EXTRACTED DATA:
★ ★ ★

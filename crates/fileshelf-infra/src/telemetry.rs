use tracing_subscriber::{layer::SubscriberExt, util::SubscriberInitExt, EnvFilter};

const DEFAULT_FILTER: &str = "fileshelf=debug,tower_http=debug";

/// Initialize the global tracing subscriber.
///
/// `RUST_LOG` overrides the default filter. `json` switches the fmt layer to
/// one JSON object per line.
pub fn init_tracing(json: bool) -> Result<(), Box<dyn std::error::Error + Send + Sync>> {
    let filter = EnvFilter::try_from_default_env().unwrap_or_else(|_| DEFAULT_FILTER.into());

    if json {
        tracing_subscriber::registry()
            .with(filter)
            .with(tracing_subscriber::fmt::layer().json())
            .try_init()?;
    } else {
        tracing_subscriber::registry()
            .with(filter)
            .with(tracing_subscriber::fmt::layer().compact())
            .try_init()?;
    }

    Ok(())
}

★ ★ ★

WORK TASK: Go through the data line by line and work out how many lines contain "layer". Give only that number.

TASK RESPONSE: 4